Postby herbstschweigen » Thu Mar 08, 2018 12:06 pm UTC

Heimhenge wrote:When someone asks me for directions the first thing I assess is whether I should use "turn left" or "turn north" (or whatever direction). Some people handle the former better, and others prefer compass directions. Not sure exactly how I make that assessment ... might have something to do with my perception of how intelligent the questioner is. Compass directions are less ambiguous, so that's how I prefer to give directions.

Then again, my wife (a very intelligent person) still gets "left" and "right" mixed up. I hear that's not uncommon.
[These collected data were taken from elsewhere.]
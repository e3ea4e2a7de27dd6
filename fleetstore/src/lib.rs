//! # fleetstore: persistence for a multi-cloud orchestration control plane
//!
//! `fleetstore` stores the control plane's view of its fleet: clouds and their regions, the
//! controllers that host models in those regions, the models themselves, the identities that use
//! them, the cloud credentials models are deployed with, and the access grants joining identities
//! to clouds, models and credentials.
//!
//! ## Overview
//!
//! Consumers hold one [`db::Database`]. It is bound to a PostgreSQL pool, starts Unconfigured, and
//! becomes Ready once [`db::Database::migrate`] has applied the schema. Every operation is checked
//! against that state first, so callers see a clean ServerConfiguration or UpgradeInProgress error
//! instead of a backend failure while the schema is missing or changing.
//!
//! Entity stores are borrowed from the database handle:
//!
//! - `db.clouds()`, `db.cloud_regions()`, `db.controllers()`, `db.models()`,
//!   `db.identities()`, `db.cloud_credentials()`
//!
//! They share the [`db::handlers::Repository`] trait for add/get/update/delete and add inherent
//! methods for ordered iteration, grant changes and snapshot merges. Results carry their
//! associations as the entity's preload graph describes (see [`db::preload`]).
//!
//! A synchronization component feeds full snapshots through `set_cloud` and
//! `set_cloud_credential`. Those merges are additive for structural children, update grants in
//! place, run in one transaction and report what they inserted, updated and left alone.
//!
//! ## Quick Start
//!
//! ```no_run
//! use fleetstore::db::context::OpContext;
//! use fleetstore::db::handlers::Repository;
//! use fleetstore::{Config, config::Args};
//! use clap::Parser;
//!
//! #[tokio::main]
//! async fn main() -> anyhow::Result<()> {
//!     let config = Config::load(&Args::parse())?;
//!     let pool = fleetstore::connect_pool(&config).await?;
//!     let db = fleetstore::db::Database::new(pool, config.store_settings());
//!
//!     let ctx = OpContext::background();
//!     db.migrate(&ctx, false).await?;
//!
//!     let identity = db.identities().get_identity(&ctx, "alice@example.com").await?;
//!     println!("{} has {} access", identity.name, identity.controller_access);
//!     Ok(())
//! }
//! ```
//!
//! ## Configuration
//!
//! See the [`config`] module for configuration options.

pub mod config;
pub mod db;
pub mod telemetry;
pub mod types;

#[cfg(any(test, feature = "test-utils"))]
pub mod test_utils;

use sqlx::PgPool;
use tracing::{info, instrument};

pub use config::Config;

/// Get the fleetstore database migrator
pub fn migrator() -> sqlx::migrate::Migrator {
    sqlx::migrate!("./migrations")
}

/// Open the connection pool described by `config.database`.
#[instrument(skip_all, err)]
pub async fn connect_pool(config: &Config) -> sqlx::Result<PgPool> {
    let settings = &config.database.pool;
    let pool = settings.pool_options().connect(&config.database.url).await?;
    info!(
        max_connections = settings.max_connections,
        min_connections = settings.min_connections,
        "Connected to database"
    );
    Ok(pool)
}
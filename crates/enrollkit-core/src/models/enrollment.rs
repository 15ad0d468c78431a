use std::fmt;

use serde::{Deserialize, Serialize};

use super::academic::{ClassSectionResponse, GenericResponse, TermResponse};
use super::user::StudentResponse;

#[derive(Debug, Clone, Copy, PartialEq, Eq, Hash, Serialize, Deserialize)]
#[serde(rename_all = "SCREAMING_SNAKE_CASE")]
pub enum EnrollmentStatus {
    Pending,
    Approved,
    Rejected,
}

impl EnrollmentStatus {
    pub fn as_str(&self) -> &'static str {
        match self {
            EnrollmentStatus::Pending => "PENDING",
            EnrollmentStatus::Approved => "APPROVED",
            EnrollmentStatus::Rejected => "REJECTED",
        }
    }
}

impl fmt::Display for EnrollmentStatus {
    fn fmt(&self, f: &mut fmt::Formatter<'_>) -> fmt::Result {
        f.write_str(self.as_str())
    }
}

impl std::str::FromStr for EnrollmentStatus {
    type Err = String;

    fn from_str(s: &str) -> Result<Self, Self::Err> {
        match s.trim().to_ascii_uppercase().as_str() {
            "PENDING" => Ok(EnrollmentStatus::Pending),
            "APPROVED" => Ok(EnrollmentStatus::Approved),
            "REJECTED" => Ok(EnrollmentStatus::Rejected),
            other => Err(format!("Unknown enrollment status: {}", other)),
        }
    }
}

/// Body of `PATCH /enrollment/status`.
#[derive(Debug, Clone, Serialize, Deserialize)]
pub struct UpdateEnrollmentStatus {
    pub status: EnrollmentStatus,
    pub enrollment_ids: Vec<String>,
}

#[derive(Debug, Clone, Serialize, Deserialize)]
pub struct EnrollmentResponse {
    pub status: EnrollmentStatus,
    pub student: StudentResponse,
    pub class_section: ClassSectionResponse,
    pub term: TermResponse,
    #[serde(default)]
    pub request_log: Option<GenericResponse>,
}

/// Registrar-side filter for `GET /enrollment/filter`. Unset ids are omitted.
#[derive(Debug, Clone, Default, PartialEq, Eq)]
pub struct EnrollmentFilter {
    pub department_id: Option<String>,
    pub program_id: Option<String>,
    pub class_section_id: Option<String>,
    pub term_id: Option<String>,
}

impl EnrollmentFilter {
    pub fn query_pairs(&self) -> Vec<(String, String)> {
        [
            ("department_id", &self.department_id),
            ("program_id", &self.program_id),
            ("class_section_id", &self.class_section_id),
            ("term_id", &self.term_id),
        ]
        .into_iter()
        .filter_map(|(key, value)| {
            value
                .as_ref()
                .filter(|v| !v.is_empty())
                .map(|v| (key.to_string(), v.clone()))
        })
        .collect()
    }

    pub fn is_empty(&self) -> bool {
        self.query_pairs().is_empty()
    }
}
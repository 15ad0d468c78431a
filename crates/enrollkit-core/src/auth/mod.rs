//! Authentication module for managing the access-token session.
//!
//! This module provides:
//! - `SessionManager`: in-memory token storage, proactive refresh and a
//!   single-flight refresh shared by every concurrent caller
//! - `Session` / `SessionPolicy`: the held token and its timing rules
//! - `Credentials` and the local validators run before anything is sent
//! - `CredentialStore`: optional OS keychain storage for the CLI
//!
//! Tokens live only in memory and are assumed to expire 15 minutes after
//! issue; they stop being attached 2 minutes before that.

pub mod clock;
pub mod credentials;
pub mod manager;
pub mod session;
pub mod validation;

pub use clock::{Clock, ManualClock, SystemClock};
pub use credentials::CredentialStore;
pub use manager::{build_http_client, SessionManager, LOGIN_PATH, REFRESH_PATH};
pub use session::{Session, SessionPolicy};
pub use validation::{validate_registration, Credentials, ValidationError};
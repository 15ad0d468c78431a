use std::time::Duration;

use serde::Deserialize;
use thiserror::Error;

use crate::auth::ValidationError;

/// Status-level failures returned by the enrollment API.
#[derive(Error, Debug, Clone, PartialEq, Eq)]
pub enum ApiError {
    #[error("Bad request: {0}")]
    BadRequest(String),

    #[error("Unauthorized: {0}")]
    Unauthorized(String),

    #[error("Access denied: {0}")]
    AccessDenied(String),

    #[error("Resource not found: {0}")]
    NotFound(String),

    #[error("Unprocessable content: {0}")]
    Unprocessable(String),

    #[error("Rate limited - please wait before retrying")]
    RateLimited,

    #[error("Server error: {0}")]
    ServerError(String),

    #[error("Invalid response: {0}")]
    InvalidResponse(String),

    #[error("Invalid request: {0}")]
    InvalidRequest(String),
}

/// Maximum length for error response bodies in error messages
const MAX_ERROR_BODY_LENGTH: usize = 500;

#[derive(Debug, Deserialize)]
struct ErrorBody {
    detail: Option<serde_json::Value>,
    message: Option<String>,
}

impl ApiError {
    /// Truncate a response body to avoid logging excessive data
    fn truncate_body(body: &str) -> String {
        if body.len() <= MAX_ERROR_BODY_LENGTH {
            body.to_string()
        } else {
            let mut end = MAX_ERROR_BODY_LENGTH;
            while !body.is_char_boundary(end) {
                end -= 1;
            }
            format!("{}... (truncated, {} total bytes)", &body[..end], body.len())
        }
    }

    /// Pull the human-readable message out of an error body.
    /// The server answers `{"detail": ...}` for most failures.
    pub fn detail(body: &str) -> String {
        if let Ok(parsed) = serde_json::from_str::<ErrorBody>(body) {
            match parsed.detail {
                Some(serde_json::Value::String(s)) => return Self::truncate_body(&s),
                Some(other) => return Self::truncate_body(&other.to_string()),
                None => {}
            }
            if let Some(message) = parsed.message {
                return Self::truncate_body(&message);
            }
        }
        Self::truncate_body(body)
    }

    pub fn from_status(status: reqwest::StatusCode, body: &str) -> Self {
        let detail = Self::detail(body);
        match status.as_u16() {
            400 => ApiError::BadRequest(detail),
            401 => ApiError::Unauthorized(detail),
            403 => ApiError::AccessDenied(detail),
            404 => ApiError::NotFound(detail),
            422 => ApiError::Unprocessable(detail),
            429 => ApiError::RateLimited,
            500..=599 => ApiError::ServerError(detail),
            _ => ApiError::InvalidResponse(format!("Status {}: {}", status, detail)),
        }
    }
}

/// Why the session could not be established or renewed.
///
/// Cloneable so every caller joined on one refresh episode receives the
/// same outcome.
#[derive(Error, Debug, Clone, PartialEq, Eq)]
pub enum AuthenticationError {
    #[error("Rejected by server ({status}): {detail}")]
    Rejected { status: u16, detail: String },

    #[error("Authentication service unreachable: {0}")]
    Unreachable(String),

    #[error("No access token in response")]
    MissingToken,

    #[error("Malformed token response: {0}")]
    Malformed(String),

    #[error("Session refresh timed out after {0:?}")]
    TimedOut(Duration),

    #[error("Session refresh task aborted: {0}")]
    Aborted(String),
}

/// Errors surfaced to callers of the session manager and API client.
#[derive(Error, Debug)]
pub enum SessionError {
    #[error("Validation failed: {0}")]
    Validation(#[from] ValidationError),

    #[error("Authentication failed: {0}")]
    Authentication(#[from] AuthenticationError),

    #[error("Network error: {0}")]
    TransientNetwork(#[from] reqwest::Error),

    #[error("Request was still unauthorized after refreshing the session")]
    AuthorizationRetryExhausted,

    #[error(transparent)]
    Api(#[from] ApiError),
}

impl SessionError {
    /// Whether the caller has lost its session and must sign in again.
    pub fn requires_sign_in(&self) -> bool {
        matches!(
            self,
            SessionError::Authentication(_) | SessionError::AuthorizationRetryExhausted
        )
    }
}
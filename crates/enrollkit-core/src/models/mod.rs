//! Data models for the enrollment API.
//!
//! These are pass-through DTOs; business rules live on the server.
//!
//! - `UserRole`, `UserGender`, `UserStatus` and user/student/employee profiles
//! - `RegistrationRequest`: body of the unauthenticated registration call
//! - Terms and class sections: `TermResponse`, `ClassSectionResponse`
//! - Campus and curriculum structure in [`structure`]
//! - Enrollment: `EnrollmentResponse`, `UpdateEnrollmentStatus`, `EnrollmentFilter`

pub mod academic;
pub mod enrollment;
pub mod structure;
pub mod user;

pub use academic::{
    ClassSectionRequest, ClassSectionResponse, ClassSectionStatus, GenericResponse,
    SemesterPeriod, TermRequest, TermResponse, TermStatus,
};
pub use enrollment::{EnrollmentFilter, EnrollmentResponse, EnrollmentStatus, UpdateEnrollmentStatus};
pub use structure::{
    BuildingRequest, BuildingResponse, ClassScheduleRequest, ClassScheduleResponse,
    CourseOfferingRequest, CourseOfferingResponse, CourseOfferingStatus, CourseRequest,
    CourseResponse, CurriculumCourseRequest, CurriculumCourseResponse, CurriculumRequest,
    CurriculumResponse, CurriculumStatus, DepartmentRequest, DepartmentResponse,
    ProfessorAssignmentResponse, ProfessorClassSectionRequest, ProfessorStatus, ProgramRequest,
    ProgramResponse, RoomRequest, RoomResponse,
};
pub use user::{
    EmployeeResponse, RegistrationRequest, StudentResponse, UserGender, UserResponse, UserRole,
    UserStatus,
};
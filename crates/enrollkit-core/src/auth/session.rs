use chrono::{DateTime, Duration, Utc};

use crate::models::UserRole;

/// Default access-token lifetime assumed after login or refresh.
/// Must match or be looser than the server-side TTL.
pub const DEFAULT_TOKEN_TTL_MINUTES: i64 = 15;

/// Default buffer before expiry at which the token stops being used
/// and a proactive refresh is started.
pub const DEFAULT_REFRESH_SKEW_MINUTES: i64 = 2;

/// Upper bound on a single refresh call. Every pending request waits on
/// the in-flight refresh, so it must never hang.
pub const DEFAULT_REFRESH_TIMEOUT_SECS: u64 = 10;

/// Timing policy for issued tokens.
#[derive(Debug, Clone, Copy, PartialEq, Eq)]
pub struct SessionPolicy {
    pub token_ttl: Duration,
    pub refresh_skew: Duration,
    pub refresh_timeout: std::time::Duration,
}

impl Default for SessionPolicy {
    fn default() -> Self {
        Self {
            token_ttl: Duration::minutes(DEFAULT_TOKEN_TTL_MINUTES),
            refresh_skew: Duration::minutes(DEFAULT_REFRESH_SKEW_MINUTES),
            refresh_timeout: std::time::Duration::from_secs(DEFAULT_REFRESH_TIMEOUT_SECS),
        }
    }
}

/// An access token held in memory. Never written to disk.
#[derive(Clone, PartialEq, Eq)]
pub struct Session {
    pub access_token: String,
    pub expires_at: DateTime<Utc>,
    pub role: Option<UserRole>,
}

// Keep tokens out of logs.
impl std::fmt::Debug for Session {
    fn fmt(&self, f: &mut std::fmt::Formatter<'_>) -> std::fmt::Result {
        f.debug_struct("Session")
            .field("access_token", &"<redacted>")
            .field("expires_at", &self.expires_at)
            .field("role", &self.role)
            .finish()
    }
}

impl Session {
    pub fn issue(access_token: String, role: Option<UserRole>, now: DateTime<Utc>, ttl: Duration) -> Self {
        Self {
            access_token,
            expires_at: now + ttl,
            role,
        }
    }

    pub fn is_expired_at(&self, now: DateTime<Utc>) -> bool {
        now >= self.expires_at
    }

    /// Usable for requests: strictly before `expires_at - skew`.
    pub fn is_valid_at(&self, now: DateTime<Utc>, skew: Duration) -> bool {
        now < self.expires_at - skew
    }

    /// Check if the session is inside the refresh window
    pub fn needs_refresh_at(&self, now: DateTime<Utc>, skew: Duration) -> bool {
        !self.is_valid_at(now, skew)
    }

    /// Get minutes remaining until expiry (for display)
    pub fn minutes_until_expiry(&self, now: DateTime<Utc>) -> i64 {
        (self.expires_at - now).num_minutes().max(0)
    }
}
Yes, here. Mensa member and often confusing left and right. Or at least I really have to think hard. Cardinal directions make much more sense. If something is north of you it is always north of you, but what's left and right depends on where you're facing.
I remember visiting southeast US and I was so delighted that highway signs said "north", "south" etc. That is much more helpful when driving around a country than the name of some city you only roughly know where it is, or maybe even don't know at all.

sotanaht wrote: Considering that roads around here usually don't go in the direction they say they do (ie "west" on a certain highway might in fact be more north or south), and that I don't have a compass unless I wanted to rely on my cell phone (in which case I would be using GPS anyway), compass directions are pretty much useless as long as roads are involved.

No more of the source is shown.